As described above, according to the present invention, since the tilt of the first mirror having power on the reflection surface is adjustable, the distortion of the projected image can be corrected in the projection optical system and the overall system can be made thin. Can be achieved. Further, when the second mirror is also configured to be adjustable in inclination, the projection position of the display image on the screen can be adjusted, so that a better projection image can be obtained. Further, by arranging the reference chart instead of the two-dimensional display element and adjusting the tilt of the mirror, the optical adjustment of the projection optical system can be easily performed.

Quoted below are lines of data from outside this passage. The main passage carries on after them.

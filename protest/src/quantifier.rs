//! The property-quantifier tree: `Predicate`, `ForAll`, `Exists`, and the
//! `Outcome` each evaluation step yields.

use crate::domain::DomainBinding;
use crate::error::{EvalError, PredicateError};
use crate::rng::PrngHandle;
use crate::value::Env;
use std::rc::Rc;

/// What a single evaluation step of a property node produced.
///
/// Beyond pass / counterexample / predicate exception, there's a fourth
/// case, `Error`, for faults outside that vocabulary — a shadowed variable
/// caught at construction time doesn't reach here, but a recursion-depth
/// signal that escapes every `Union` alternative does, and it surfaces as a
/// terminal stream item rather than a panic.
#[derive(Debug, Clone)]
pub enum Outcome {
    Ok,
    CounterExample(Env),
    PredicateError { error: PredicateError, env: Env },
    Error(EvalError),
}

impl Outcome {
    pub fn is_ok(&self) -> bool {
        matches!(self, Outcome::Ok)
    }

    pub fn is_failure(&self) -> bool {
        !self.is_ok()
    }
}

/// A node in the property tree: `Predicate`, `ForAll`, or `Exists`.
pub trait PropertyNode {
    /// Evaluates this node against the bindings accumulated so far,
    /// producing a (possibly infinite) stream of outcomes.
    fn evaluate(&self, env: &Env, rng: &PrngHandle) -> Box<dyn Iterator<Item = Outcome>>;
}

/// A leaf predicate: a boolean check over the accumulated environment.
/// Exceptions raised inside the closure are the caller's responsibility to
/// convert into a `PredicateError` before it escapes — in Rust this means
/// the closure itself returns `Result<bool, PredicateError>` rather than
/// panicking.
pub struct Predicate {
    f: Rc<dyn Fn(&Env) -> Result<bool, PredicateError>>,
}

impl Predicate {
    pub fn new(f: impl Fn(&Env) -> Result<bool, PredicateError> + 'static) -> Self {
        Self { f: Rc::new(f) }
    }
}

impl PropertyNode for Predicate {
    fn evaluate(&self, env: &Env, _rng: &PrngHandle) -> Box<dyn Iterator<Item = Outcome>> {
        let outcome = match (self.f)(env) {
            Ok(true) => Outcome::Ok,
            Ok(false) => Outcome::CounterExample(env.clone()),
            Err(error) => Outcome::PredicateError {
                error,
                env: env.clone(),
            },
        };
        Box::new(std::iter::once(outcome))
    }
}

/// `ForAll(var, domain, child, n_samples)`: binds `var` to each of up to
/// `n_samples` draws (or every value, if the domain is exhaustible) and
/// streams the child's outcome for each one, short-circuiting on the first
/// failure.
pub struct ForAll {
    var: String,
    domain: DomainBinding,
    child: Rc<dyn PropertyNode>,
    n_samples: usize,
}

impl ForAll {
    pub fn new(
        var: impl Into<String>,
        domain: impl Into<DomainBinding>,
        child: Rc<dyn PropertyNode>,
        n_samples: usize,
    ) -> Self {
        Self {
            var: var.into(),
            domain: domain.into(),
            child,
            n_samples,
        }
    }
}

impl PropertyNode for ForAll {
    fn evaluate(&self, env: &Env, rng: &PrngHandle) -> Box<dyn Iterator<Item = Outcome>> {
        if env.contains(&self.var) {
            let err = EvalError::ShadowedVariable {
                name: self.var.clone(),
            };
            return Box::new(std::iter::once(Outcome::Error(err)));
        }

        let domain = self.domain.reduce(env);
        let var = self.var.clone();
        let child = self.child.clone();
        let rng = rng.clone();
        let env = env.clone();

        if domain.is_exhaustible() {
            let values = domain
                .exhaustive()
                .expect("is_exhaustible() true implies exhaustive() is Some");
            Box::new(values.flat_map(move |v| {
                let bound_env = env.extended(var.clone(), v);
                child.evaluate(&bound_env, &rng).collect::<Vec<_>>()
            }))
        } else {
            let n_samples = self.n_samples;
            let mut canonical = domain.canonical(&rng);
            Box::new(
                std::iter::from_fn(move || canonical.next())
                    .take(n_samples)
                    .flat_map(move |draw| -> Box<dyn Iterator<Item = Outcome>> {
                        match draw {
                            Ok(v) => {
                                let bound_env = env.extended(var.clone(), v);
                                Box::new(child.evaluate(&bound_env, &rng).collect::<Vec<_>>().into_iter())
                            }
                            Err(_) => Box::new(std::iter::once(Outcome::Error(
                                EvalError::RecursionDepthExceeded,
                            ))),
                        }
                    }),
            )
        }
    }
}

/// `Exists(var, domain, predicate)`: requires an exhaustible domain (there
/// is no bound on how long an unbounded search for a witness would run) and
/// a direct `Predicate` child — nesting another quantifier inside an
/// `Exists` is rejected at construction, matching the source's `Exists`
/// contract.
pub struct Exists {
    var: String,
    domain: DomainBinding,
    predicate: Rc<Predicate>,
}

impl Exists {
    pub fn new(
        var: impl Into<String>,
        domain: impl Into<DomainBinding>,
        predicate: Rc<Predicate>,
    ) -> Self {
        Self {
            var: var.into(),
            domain: domain.into(),
            predicate,
        }
    }
}

impl PropertyNode for Exists {
    fn evaluate(&self, env: &Env, rng: &PrngHandle) -> Box<dyn Iterator<Item = Outcome>> {
        if env.contains(&self.var) {
            let err = EvalError::ShadowedVariable {
                name: self.var.clone(),
            };
            return Box::new(std::iter::once(Outcome::Error(err)));
        }

        let domain = self.domain.reduce(env);
        if !domain.is_exhaustible() {
            return Box::new(std::iter::once(Outcome::Error(
                EvalError::ExistsOverNonExhaustibleDomain {
                    var: self.var.clone(),
                },
            )));
        }

        let values = domain
            .exhaustive()
            .expect("is_exhaustible() true implies exhaustive() is Some");
        let var = self.var.clone();
        let predicate = self.predicate.clone();
        let env = env.clone();
        let rng = rng.clone();

        let mut found_witness = false;
        let mut fault: Option<Outcome> = None;
        for v in values {
            let bound_env = env.extended(var.clone(), v);
            match predicate.evaluate(&bound_env, &rng).next() {
                Some(Outcome::Ok) => {
                    found_witness = true;
                    break;
                }
                Some(Outcome::PredicateError { error, env }) => {
                    fault = Some(Outcome::PredicateError { error, env });
                    break;
                }
                Some(other) if !other.is_ok() => continue,
                _ => continue,
            }
        }

        if let Some(fault) = fault {
            return Box::new(std::iter::once(fault));
        }
        if found_witness {
            Box::new(std::iter::once(Outcome::Ok))
        } else {
            Box::new(std::iter::once(Outcome::CounterExample(env)))
        }
    }
}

[Brief description of the drawings]

FIG. 1 is a diagram showing an optical configuration and a projection optical path of a rear projection device.

FIG. 2 is a plan view showing a reference chart used for optical adjustment.

FIG. 3 is a schematic diagram showing an example of an assembling configuration 1 of a rear projection device.

FIG. 4 is a schematic view showing a second example of an assembly configuration of the rear projection device.

FIG. 5 is a flowchart showing an optical adjustment procedure in the first example of the assembly configuration.

FIG. 6 is a flowchart illustrating an optical adjustment procedure in the second example of the assembly configuration.

[Explanation of symbols]

 D: Base plate P: Two-dimensional display element T: Reference chart L: Projection lens system M0: Folding mirror M1: First mirror M2: Second mirror V: First projection system unit U (with reference chart) U ... ( Second projection system unit (with 2D display element) Ha ... Stage Hb ... Housing Sa ... Reference screen Sb ... (actual) screen

Claims (4)

[Claims] 1. A projection optical system for enlarging and projecting a display image of a two-dimensional display element on a screen, wherein a first mirror having a power on a reflection surface and the first mirror are provided from the two-dimensional display element.
A second mirror having a reflecting surface in an optical path up to a reflecting surface of the mirror, and a second mirror having the reflecting surface installed on the same base plate, wherein the first mirror is configured to be adjustable in inclination. . 2. The projection optical system according to claim 1, wherein said second mirror is configured to be adjustable in inclination. 3. The optical adjustment method for a projection optical system according to claim 1, wherein a reference chart is arranged on the base plate, the inclination of the first mirror is adjusted, and then the reference chart is set to the second position. An optical adjustment method characterized by replacing with a two-dimensional display element. 4. The optical adjustment method for a projection optical system according to claim 2, wherein the reference chart is arranged on the base plate, and the inclination of the first and second mirrors is adjusted. Is replaced with the two-dimensional display element.